Circula nas redes sociais a informação de que a Terra passará por um ‘apagão global’ na próxima terça-feira (17/2). O fenômeno é, na realidade, o primeiro eclipse solar anular de 2026. Apesar do nome alarmante que ganhou popularidade, o evento é um fenômeno astronômico natural e não apresenta qualquer risco para a população.
Também chamado de ‘anel de fogo’, o eclipse ocorre quando a Lua passa em frente ao Sol, criando um dos efeitos visuais mais fascinantes da astronomia. Durante a travessia, o satélite natural ocasiona um momento de escuridão parcial. No entanto, o termo ‘apagão global’ que circula na internet é incorreto e exagerado por três razões principais: o eclipse não interfere no fornecimento de energia elétrica nem nos sistemas de comunicação, é um evento natural inofensivo e será visível apenas em áreas remotas da Antártida, da África e da América do Sul.
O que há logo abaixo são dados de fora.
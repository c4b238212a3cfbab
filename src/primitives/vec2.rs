//! 2D vector type for tile sizes and offsets.

use num_traits::Float;

/// A 2D vector representing a size or offset.
///
/// Generic over floating-point types (`f32` or `f64`).
#[derive(Debug, Clone, Copy, PartialEq)]
#[cfg_attr(feature = "serde", derive(serde::Serialize, serde::Deserialize))]
pub struct Vec2<F> {
    pub x: F,
    pub y: F,
}

impl<F: Float> Vec2<F> {
    /// Creates a new vector.
    #[inline]
    pub fn new(x: F, y: F) -> Self {
        Self { x, y }
    }

    /// Creates a vector with both components set to `v`.
    #[inline]
    pub fn splat(v: F) -> Self {
        Self { x: v, y: v }
    }

    /// Creates the unit tile size (1, 1).
    #[inline]
    pub fn one() -> Self {
        Self::splat(F::one())
    }

    /// Returns true if both components are finite and strictly positive.
    #[inline]
    pub fn is_positive_finite(self) -> bool {
        self.x.is_finite() && self.y.is_finite() && self.x > F::zero() && self.y > F::zero()
    }

    /// Component-wise product.
    #[inline]
    pub fn scale(self, other: Self) -> Self {
        Self {
            x: self.x * other.x,
            y: self.y * other.y,
        }
    }
}

#[cfg(test)]
mod tests {
    use super::*;

    #[test]
    fn test_positive_finite() {
        assert!(Vec2::new(1.0, 0.5).is_positive_finite());
        assert!(!Vec2::new(0.0, 1.0).is_positive_finite());
        assert!(!Vec2::new(1.0, -2.0).is_positive_finite());
        assert!(!Vec2::new(f64::INFINITY, 1.0).is_positive_finite());
        assert!(!Vec2::new(1.0, f64::NAN).is_positive_finite());
    }

    #[test]
    fn test_scale() {
        let a: Vec2<f64> = Vec2::new(1.0, 2.0);
        assert_eq!(a.scale(Vec2::new(3.0, 4.0)), Vec2::new(3.0, 8.0));
        assert_eq!(a.scale(Vec2::one()), a);
        assert_eq!(Vec2::<f32>::one(), Vec2::splat(1.0));
    }
}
Para os brasileiros, as chances de observar o fenômeno são nulas. De acordo com o Observatório Nacional, instituto vinculado ao Ministério da Ciência, o eclipse solar anular não será visível do Brasil. Esse tipo de eclipse ocorre quando a Lua, posicionada entre o Sol e a Terra, está em um ponto mais distante de sua órbita ao redor do planeta. Essa posição faz com que a luz solar seja bloqueada de forma parcial ou total, formando um anel brilhante ao redor da silhueta lunar.
Este será o primeiro eclipse solar anular de 2026. Um novo fenômeno como esse só poderá ser observado novamente em 2027, quando há uma chance de ele ser visível no Brasil. A estimativa dos especialistas é que esse próximo ‘anel de fogo’ ocorra em 6 de fevereiro de 2027.